TASK DETAILS:
Look below for the line containing "Hash, Serialize, Deserialize)]"; from there through the line containing "pub fn write_params(&self, params: &mut", both lines included, please set down each line exactly and nothing else.

Stored records
--
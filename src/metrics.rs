//! Metrics collection and export module

use prometheus::{Encoder, Histogram, HistogramOpts, IntCounter, IntGauge, Opts, Registry, TextEncoder};
use std::time::Instant;

/// Global metrics registry
pub struct Metrics {
    registry: Registry,

    // Counters
    pub transactions_signed: IntCounter,
    pub broadcast_attempts: IntCounter,
    pub broadcast_success: IntCounter,
    pub broadcast_failed: IntCounter,
    pub retries_invalid_nonce: IntCounter,
    pub retries_expired: IntCounter,
    pub retries_exhausted: IntCounter,
    pub failure_outcomes: IntCounter,

    // Access key cache
    pub access_key_cache_hits: IntCounter,
    pub access_key_cache_misses: IntCounter,
    pub access_key_evictions: IntCounter,

    // Gauges
    pub access_key_cache_size: IntGauge,

    // Histograms
    pub rpc_latency: Histogram,
    pub send_latency: Histogram,
}

impl Metrics {
    /// Create new metrics instance
    pub fn new() -> anyhow::Result<Self> {
        let registry = Registry::new();

        let transactions_signed = IntCounter::with_opts(Opts::new(
            "transactions_signed_total",
            "Number of transactions signed",
        ))?;

        let broadcast_attempts = IntCounter::with_opts(Opts::new(
            "broadcast_attempts_total",
            "Number of broadcast_tx_commit submissions",
        ))?;

        let broadcast_success = IntCounter::with_opts(Opts::new(
            "broadcast_success_total",
            "Number of submissions accepted by the node",
        ))?;

        let broadcast_failed = IntCounter::with_opts(Opts::new(
            "broadcast_failed_total",
            "Number of sends that ended in a fatal error",
        ))?;

        let retries_invalid_nonce = IntCounter::with_opts(Opts::new(
            "retries_invalid_nonce_total",
            "Retries caused by a stale access key nonce",
        ))?;

        let retries_expired = IntCounter::with_opts(Opts::new(
            "retries_expired_total",
            "Retries caused by an expired reference block",
        ))?;

        let retries_exhausted = IntCounter::with_opts(Opts::new(
            "retries_exhausted_total",
            "Sends that used every attempt without success",
        ))?;

        let failure_outcomes = IntCounter::with_opts(Opts::new(
            "failure_outcomes_total",
            "Executed transactions whose final status is a failure",
        ))?;

        let access_key_cache_hits = IntCounter::with_opts(Opts::new(
            "access_key_cache_hits_total",
            "Access key lookups served from the cache",
        ))?;

        let access_key_cache_misses = IntCounter::with_opts(Opts::new(
            "access_key_cache_misses_total",
            "Access key lookups that queried the node",
        ))?;

        let access_key_evictions = IntCounter::with_opts(Opts::new(
            "access_key_evictions_total",
            "Cached access keys dropped after InvalidNonce",
        ))?;

        let access_key_cache_size = IntGauge::with_opts(Opts::new(
            "access_key_cache_size",
            "Number of cached access keys",
        ))?;

        let rpc_latency = Histogram::with_opts(
            HistogramOpts::new("rpc_latency_seconds", "JSON-RPC call latency")
                .buckets(vec![0.01, 0.05, 0.1, 0.25, 0.5, 1.0, 2.5, 5.0, 10.0]),
        )?;

        let send_latency = Histogram::with_opts(
            HistogramOpts::new(
                "send_latency_seconds",
                "End-to-end sign_and_send_transaction latency including retries",
            )
            .buckets(vec![0.1, 0.5, 1.0, 2.5, 5.0, 10.0, 30.0, 60.0, 120.0]),
        )?;

        // Register all metrics
        registry.register(Box::new(transactions_signed.clone()))?;
        registry.register(Box::new(broadcast_attempts.clone()))?;
        registry.register(Box::new(broadcast_success.clone()))?;
        registry.register(Box::new(broadcast_failed.clone()))?;
        registry.register(Box::new(retries_invalid_nonce.clone()))?;
        registry.register(Box::new(retries_expired.clone()))?;
        registry.register(Box::new(retries_exhausted.clone()))?;
        registry.register(Box::new(failure_outcomes.clone()))?;
        registry.register(Box::new(access_key_cache_hits.clone()))?;
        registry.register(Box::new(access_key_cache_misses.clone()))?;
        registry.register(Box::new(access_key_evictions.clone()))?;
        registry.register(Box::new(access_key_cache_size.clone()))?;
        registry.register(Box::new(rpc_latency.clone()))?;
        registry.register(Box::new(send_latency.clone()))?;

        Ok(Self {
            registry,
            transactions_signed,
            broadcast_attempts,
            broadcast_success,
            broadcast_failed,
            retries_invalid_nonce,
            retries_expired,
            retries_exhausted,
            failure_outcomes,
            access_key_cache_hits,
            access_key_cache_misses,
            access_key_evictions,
            access_key_cache_size,
            rpc_latency,
            send_latency,
        })
    }

    /// Get the registry for exporting
    pub fn registry(&self) -> &Registry {
        &self.registry
    }

    /// Render every registered metric in the Prometheus text format
    pub fn render(&self) -> anyhow::Result<String> {
        let mut buffer = Vec::new();
        TextEncoder::new().encode(&self.registry.gather(), &mut buffer)?;
        Ok(String::from_utf8(buffer)?)
    }
}

/// Global metrics instance
pub fn metrics() -> &'static Metrics {
    static METRICS: once_cell::sync::Lazy<Metrics> =
        once_cell::sync::Lazy::new(|| Metrics::new().expect("Failed to initialize metrics"));
    &METRICS
}

/// Timer helper for measuring operation duration
pub struct Timer {
    start: Instant,
}

impl Timer {
    pub fn new() -> Self {
        Self {
            start: Instant::now(),
        }
    }

    pub fn observe_duration(&self, histogram: &Histogram) {
        histogram.observe(self.elapsed_secs());
    }

    pub fn elapsed_secs(&self) -> f64 {
        self.start.elapsed().as_secs_f64()
    }
}

impl Default for Timer {
    fn default() -> Self {
        Self::new()
    }
}
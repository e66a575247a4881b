//! Node access
//!
//! The sender talks to the chain only through [`Provider`], so the retry and
//! caching logic can run against a scripted node in tests and against
//! [`JsonRpcProvider`] in production.

mod json_rpc;

pub use json_rpc::JsonRpcProvider;

use async_trait::async_trait;
use serde::{Deserialize, Serialize};
use serde_json::{json, Map, Value};

use crate::errors::SenderResult;
use crate::types::{CryptoHash, FinalExecutionOutcome, PublicKey, SignedTransaction};

/// How settled the state a query reads must be
#[derive(Debug, Clone, Copy, PartialEq, Eq, Hash, Serialize, Deserialize)]
#[serde(rename_all = "kebab-case")]
pub enum Finality {
    Optimistic,
    NearFinal,
    Final,
}

impl Finality {
    pub fn as_str(&self) -> &'static str {
        match self {
            Finality::Optimistic => "optimistic",
            Finality::NearFinal => "near-final",
            Finality::Final => "final",
        }
    }
}

#[derive(Debug, Clone, PartialEq, Eq)]
pub enum BlockId {
    Height(u64),
    Hash(CryptoHash),
}

/// Which block a read is evaluated against
#[derive(Debug, Clone, PartialEq, Eq)]
pub enum BlockReference {
    Finality(Finality),
    BlockId(BlockId),
}

impl BlockReference {
    /// Latest state, possibly not yet final
    pub fn optimistic() -> Self {
        BlockReference::Finality(Finality::Optimistic)
    }

    /// Latest final block
    pub fn latest_final() -> Self {
        BlockReference::Finality(Finality::Final)
    }

    /// Insert this reference into a JSON-RPC params object
    pub fn write_params(&self, params: &mut Map<String, Value>) {
        match self {
            BlockReference::Finality(finality) => {
                params.insert("finality".to_string(), json!(finality.as_str()));
            }
            BlockReference::BlockId(BlockId::Height(height)) => {
                params.insert("block_id".to_string(), json!(height));
            }
            BlockReference::BlockId(BlockId::Hash(hash)) => {
                params.insert("block_id".to_string(), json!(hash.to_string()));
            }
        }
    }

    pub fn to_params(&self) -> Value {
        let mut params = Map::new();
        self.write_params(&mut params);
        Value::Object(params)
    }
}

/// State queries understood by the `query` method
#[derive(Debug, Clone, PartialEq, Eq)]
pub enum QueryRequest {
    ViewAccessKey {
        account_id: String,
        public_key: PublicKey,
    },
    ViewAccount {
        account_id: String,
    },
    CallFunction {
        account_id: String,
        method_name: String,
        args_base64: String,
    },
    ViewState {
        account_id: String,
        prefix_base64: String,
    },
}

impl QueryRequest {
    pub fn request_type(&self) -> &'static str {
        match self {
            QueryRequest::ViewAccessKey { .. } => "view_access_key",
            QueryRequest::ViewAccount { .. } => "view_account",
            QueryRequest::CallFunction { .. } => "call_function",
            QueryRequest::ViewState { .. } => "view_state",
        }
    }

    /// Params object for the `query` method, block reference included
    pub fn to_params(&self, block: &BlockReference) -> Value {
        let mut params = Map::new();
        params.insert("request_type".to_string(), json!(self.request_type()));
        match self {
            QueryRequest::ViewAccessKey {
                account_id,
                public_key,
            } => {
                params.insert("account_id".to_string(), json!(account_id));
                params.insert("public_key".to_string(), json!(public_key.to_string()));
            }
            QueryRequest::ViewAccount { account_id } => {
                params.insert("account_id".to_string(), json!(account_id));
            }
            QueryRequest::CallFunction {
                account_id,
                method_name,
                args_base64,
            } => {
                params.insert("account_id".to_string(), json!(account_id));
                params.insert("method_name".to_string(), json!(method_name));
                params.insert("args_base64".to_string(), json!(args_base64));
            }
            QueryRequest::ViewState {
                account_id,
                prefix_base64,
            } => {
                params.insert("account_id".to_string(), json!(account_id));
                params.insert("prefix_base64".to_string(), json!(prefix_base64));
            }
        }
        block.write_params(&mut params);
        Value::Object(params)
    }
}

#[derive(Debug, Clone, PartialEq, Serialize, Deserialize)]
pub struct BlockHeaderView {
    #[serde(with = "crate::types::u64_number_or_string")]
    pub height: u64,
    pub hash: CryptoHash,
    #[serde(default)]
    pub prev_hash: Option<CryptoHash>,
    #[serde(default)]
    pub epoch_id: Option<CryptoHash>,
    #[serde(default, with = "crate::types::u64_number_or_string")]
    pub timestamp: u64,
}

#[derive(Debug, Clone, PartialEq, Serialize, Deserialize)]
pub struct BlockView {
    #[serde(default)]
    pub author: Option<String>,
    pub header: BlockHeaderView,
}

/// Node operations the sender depends on
#[async_trait]
pub trait Provider: Send + Sync {
    /// Run a state query. Errors the node reports inside the result are
    /// returned as typed errors, not as values.
    async fn query(&self, request: &QueryRequest, block: &BlockReference) -> SenderResult<Value>;

    async fn block(&self, block: &BlockReference) -> SenderResult<BlockView>;

    /// Submit a signed transaction and wait for its execution outcome
    async fn send_transaction(
        &self,
        signed: &SignedTransaction,
    ) -> SenderResult<FinalExecutionOutcome>;

    /// Validator set at a block, or the latest one
    async fn validators(&self, block_hash: Option<&CryptoHash>) -> SenderResult<Value>;

    async fn experimental_protocol_config(&self, block: &BlockReference) -> SenderResult<Value>;
}
//! Execution outcome views returned by `broadcast_tx_commit`

use serde::{Deserialize, Serialize};
use serde_json::Value;

/// Status of a single transaction or receipt outcome
#[derive(Debug, Clone, PartialEq, Serialize, Deserialize)]
pub enum ExecutionStatus {
    Unknown,
    /// Structured failure payload, kept raw for the error parser
    Failure(Value),
    /// Base64-encoded return value
    SuccessValue(String),
    SuccessReceiptId(String),
}

impl ExecutionStatus {
    pub fn failure(&self) -> Option<&Value> {
        match self {
            ExecutionStatus::Failure(payload) => Some(payload),
            _ => None,
        }
    }
}

/// Aggregate status of the whole transaction
#[derive(Debug, Clone, PartialEq, Serialize, Deserialize)]
pub enum FinalExecutionStatus {
    NotStarted,
    Started,
    Failure(Value),
    SuccessValue(String),
}

impl FinalExecutionStatus {
    pub fn failure(&self) -> Option<&Value> {
        match self {
            FinalExecutionStatus::Failure(payload) => Some(payload),
            _ => None,
        }
    }
}

#[derive(Debug, Clone, PartialEq, Serialize, Deserialize)]
pub struct ExecutionOutcome {
    #[serde(default)]
    pub logs: Vec<String>,
    #[serde(default)]
    pub receipt_ids: Vec<String>,
    #[serde(default)]
    pub gas_burnt: u64,
    #[serde(default, with = "super::dec_format")]
    pub tokens_burnt: u128,
    #[serde(default)]
    pub executor_id: String,
    pub status: ExecutionStatus,
}

#[derive(Debug, Clone, PartialEq, Serialize, Deserialize)]
pub struct ExecutionOutcomeWithId {
    pub id: String,
    pub outcome: ExecutionOutcome,
}

/// Outcome tree: the transaction outcome plus one outcome per spawned receipt
#[derive(Debug, Clone, PartialEq, Serialize, Deserialize)]
pub struct FinalExecutionOutcome {
    pub status: FinalExecutionStatus,
    #[serde(default)]
    pub transaction: Value,
    pub transaction_outcome: ExecutionOutcomeWithId,
    #[serde(default)]
    pub receipts_outcome: Vec<ExecutionOutcomeWithId>,
}

impl FinalExecutionOutcome {
    /// Transaction outcome first, then receipts in node order
    pub fn outcomes(&self) -> impl Iterator<Item = &ExecutionOutcomeWithId> {
        std::iter::once(&self.transaction_outcome).chain(self.receipts_outcome.iter())
    }

    pub fn is_failure(&self) -> bool {
        self.status.failure().is_some()
    }

    pub fn total_gas_burnt(&self) -> u64 {
        self.outcomes().map(|o| o.outcome.gas_burnt).sum()
    }
}

#[cfg(test)]
mod tests {
    use super::*;
    use serde_json::json;

    #[test]
    fn test_node_outcome_deserializes() {
        let raw = json!({
            "status": { "SuccessValue": "" },
            "transaction": { "hash": "tx" },
            "transaction_outcome": {
                "id": "tx",
                "outcome": {
                    "logs": [],
                    "receipt_ids": ["r1"],
                    "gas_burnt": 223182562500u64,
                    "tokens_burnt": "22318256250000000000",
                    "executor_id": "alice.testnet",
                    "status": { "SuccessReceiptId": "r1" }
                }
            },
            "receipts_outcome": [{
                "id": "r1",
                "outcome": {
                    "logs": ["hello"],
                    "receipt_ids": [],
                    "gas_burnt": 100,
                    "tokens_burnt": "0",
                    "executor_id": "bob.testnet",
                    "status": "Unknown"
                }
            }]
        });

        let outcome: FinalExecutionOutcome = serde_json::from_value(raw).unwrap();
        assert!(!outcome.is_failure());
        assert_eq!(outcome.receipts_outcome[0].outcome.status, ExecutionStatus::Unknown);
        assert_eq!(outcome.transaction_outcome.outcome.tokens_burnt, 22_318_256_250_000_000_000);
        assert_eq!(outcome.total_gas_burnt(), 223_182_562_600);
        let ids: Vec<&str> = outcome.outcomes().map(|o| o.id.as_str()).collect();
        assert_eq!(ids, vec!["tx", "r1"]);
    }

    #[test]
    fn test_failure_status_keeps_payload() {
        let status: FinalExecutionStatus = serde_json::from_value(json!({
            "Failure": { "error_message": "boom", "error_type": "GuestPanic" }
        }))
        .unwrap();
        assert_eq!(status.failure().unwrap()["error_type"], "GuestPanic");
    }
}
//! Sign-and-submit loop with bounded backoff

use std::sync::Arc;
use tokio::time::sleep;
use tracing::debug;

use super::access_key::AccessKeyResolver;
use super::retry::{RetryDecision, RetryPolicy};
use super::tx_signer::TransactionSigner;
use crate::errors::{ErrorContext, SenderError, SenderResult};
use crate::metrics::metrics;
use crate::provider::Provider;
use crate::structured_logging::DiagnosticLogger;
use crate::types::{Action, CryptoHash, FinalExecutionOutcome, SignedTransaction};

/// Accepted submission
#[derive(Debug, Clone)]
pub struct Broadcast {
    pub transaction_hash: CryptoHash,
    /// Transaction from the attempt the node accepted
    pub signed_transaction: SignedTransaction,
    pub outcome: FinalExecutionOutcome,
    /// Attempts used, including the accepted one
    pub attempts: u32,
}

/// Re-signs and submits until the node accepts the transaction, reports a
/// fatal error, or the attempt budget runs out.
///
/// Every attempt signs a new transaction with a fresh nonce and reference
/// block. `InvalidNonce` also drops the cached access key so the next attempt
/// re-reads the nonce from the node; `Expired` keeps it.
pub struct RetryingBroadcaster {
    tx_signer: Arc<TransactionSigner>,
    resolver: Arc<AccessKeyResolver>,
    provider: Arc<dyn Provider>,
    policy: RetryPolicy,
    diagnostics: DiagnosticLogger,
}

impl RetryingBroadcaster {
    pub fn new(
        tx_signer: Arc<TransactionSigner>,
        resolver: Arc<AccessKeyResolver>,
        provider: Arc<dyn Provider>,
        policy: RetryPolicy,
        diagnostics: DiagnosticLogger,
    ) -> Self {
        Self {
            tx_signer,
            resolver,
            provider,
            policy,
            diagnostics,
        }
    }

    pub fn policy(&self) -> &RetryPolicy {
        &self.policy
    }

    pub async fn broadcast(&self, receiver_id: &str, actions: &[Action]) -> SenderResult<Broadcast> {
        let max_attempts = self.policy.max_attempts;
        let mut last_hash = String::new();

        for attempt in 1..=max_attempts {
            let signed = match self.tx_signer.sign(receiver_id, actions.to_vec()).await {
                Ok(signed) => signed,
                Err(err) => {
                    metrics().broadcast_failed.inc();
                    debug!(
                        receiver_id = %receiver_id,
                        attempt = attempt,
                        error_type = %err.error_type(),
                        "Signing failed"
                    );
                    return Err(err);
                }
            };
            let hash = signed.hash.to_string();

            debug!(
                receiver_id = %receiver_id,
                attempt = attempt,
                max_attempts = max_attempts,
                nonce = signed.signed.transaction.nonce,
                transaction_hash = %hash,
                "Submitting transaction"
            );
            metrics().broadcast_attempts.inc();

            let err = match self.provider.send_transaction(&signed.signed).await {
                Ok(outcome) => {
                    metrics().broadcast_success.inc();
                    return Ok(Broadcast {
                        transaction_hash: signed.hash,
                        signed_transaction: signed.signed,
                        outcome,
                        attempts: attempt,
                    });
                }
                Err(err) => err,
            };

            match RetryDecision::classify(&err) {
                RetryDecision::EvictAndRetry => {
                    metrics().retries_invalid_nonce.inc();
                    self.diagnostics
                        .warn_retry(&hash, attempt, err.error_type(), &err.to_string());
                    self.resolver.evict(&signed.public_key);
                }
                RetryDecision::Retry => {
                    metrics().retries_expired.inc();
                    self.diagnostics
                        .warn_retry(&hash, attempt, err.error_type(), &err.to_string());
                }
                RetryDecision::Abort => {
                    metrics().broadcast_failed.inc();
                    self.diagnostics
                        .warn_failure(&hash, err.error_type(), &err.to_string());
                    return Err(err.with_context(ErrorContext::new(hash)));
                }
            }

            last_hash = hash;
            if attempt < max_attempts {
                let wait = self.policy.wait_after(attempt - 1);
                debug!(attempt = attempt, wait_ms = wait.as_millis() as u64, "Backing off");
                sleep(wait).await;
            }
        }

        metrics().retries_exhausted.inc();
        Err(SenderError::RetriesExceeded {
            attempts: max_attempts,
            transaction_hash: last_hash,
        })
    }
}
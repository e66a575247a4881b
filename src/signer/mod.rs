//! Signer abstraction
//!
//! A [`Signer`] holds key material per (network, account) and signs opaque
//! messages. [`sign_transaction`] turns a transaction's parts into a
//! [`SignedTransaction`] using whichever signer is plugged in.

mod in_memory;

pub use in_memory::InMemorySigner;

use async_trait::async_trait;

use crate::errors::{SenderError, SenderResult};
use crate::metrics::metrics;
use crate::types::{Action, CryptoHash, PublicKey, Signature, SignedTransaction, Transaction};

/// Async signer trait for signing transactions
#[async_trait]
pub trait Signer: Send + Sync {
    /// Public key held for `account_id` on `network_id`, if any
    async fn get_public_key(
        &self,
        account_id: &str,
        network_id: &str,
    ) -> SenderResult<Option<PublicKey>>;

    /// Sign the SHA-256 digest of `message`
    async fn sign_message(
        &self,
        message: &[u8],
        account_id: &str,
        network_id: &str,
    ) -> SenderResult<Signature>;
}

/// Build, hash and sign a transaction.
///
/// Returns the transaction hash alongside the signed transaction. Fails with
/// [`SenderError::KeyNotFound`] when the signer has no key for the account.
pub async fn sign_transaction(
    receiver_id: &str,
    nonce: u64,
    actions: Vec<Action>,
    block_hash: CryptoHash,
    signer: &dyn Signer,
    account_id: &str,
    network_id: &str,
) -> SenderResult<(CryptoHash, SignedTransaction)> {
    let public_key = signer
        .get_public_key(account_id, network_id)
        .await?
        .ok_or_else(|| SenderError::KeyNotFound {
            account_id: account_id.to_string(),
            network_id: network_id.to_string(),
        })?;

    let transaction = Transaction {
        signer_id: account_id.to_string(),
        public_key,
        nonce,
        receiver_id: receiver_id.to_string(),
        block_hash,
        actions,
    };

    let message = transaction.to_bytes()?;
    let hash = CryptoHash::hash_bytes(&message);
    let signature = signer.sign_message(&message, account_id, network_id).await?;

    metrics().transactions_signed.inc();
    Ok((hash, SignedTransaction::new(transaction, signature)))
}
--
SOLUTION TO THE EXERCISE:
#[derive(Debug, Clone, Copy, PartialEq, Eq, Hash, Serialize, Deserialize)]
#[serde(rename_all = "kebab-case")]
pub enum Finality {
    Optimistic,
    NearFinal,
    Final,
}

impl Finality {
    pub fn as_str(&self) -> &'static str {
        match self {
            Finality::Optimistic => "optimistic",
            Finality::NearFinal => "near-final",
            Finality::Final => "final",
        }
    }
}

#[derive(Debug, Clone, PartialEq, Eq)]
pub enum BlockId {
    Height(u64),
    Hash(CryptoHash),
}

/// Which block a read is evaluated against
#[derive(Debug, Clone, PartialEq, Eq)]
pub enum BlockReference {
    Finality(Finality),
    BlockId(BlockId),
}

impl BlockReference {
    /// Latest state, possibly not yet final
    pub fn optimistic() -> Self {
        BlockReference::Finality(Finality::Optimistic)
    }

    /// Latest final block
    pub fn latest_final() -> Self {
        BlockReference::Finality(Finality::Final)
    }

    /// Insert this reference into a JSON-RPC params object
    pub fn write_params(&self, params: &mut Map<String, Value>) {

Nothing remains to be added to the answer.